> [WHAT IS NEEDED]: This exercise calls for every line of the data below with the string "ReqwestHttpClient" in it.

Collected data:
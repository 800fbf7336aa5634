//! Concrete implementations of the trait abstractions in `crate::traits`.
//!
//! # Adapters
//!
//! - [`ReqwestHttpClient`] - HTTP client using reqwest
//! - [`TracingDiagnostics`] - Diagnostic sink forwarding to `tracing`
//!
//! # Mock Implementations
//!
//! The [`mock`] submodule provides test doubles:
//! - [`mock::MockHttpClient`] - Configurable HTTP responses
//! - [`mock::MemoryDiagnostics`] - Captures diagnostic entries in memory

pub mod mock;
pub mod reqwest_http;
pub mod tracing_diagnostics;

pub use mock::{MemoryDiagnostics, MockHttpClient};
pub use reqwest_http::ReqwestHttpClient;
pub use tracing_diagnostics::TracingDiagnostics;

> [EXERCISE RESPONSE]:
//! - [`ReqwestHttpClient`] - HTTP client using reqwest
pub use reqwest_http::ReqwestHttpClient;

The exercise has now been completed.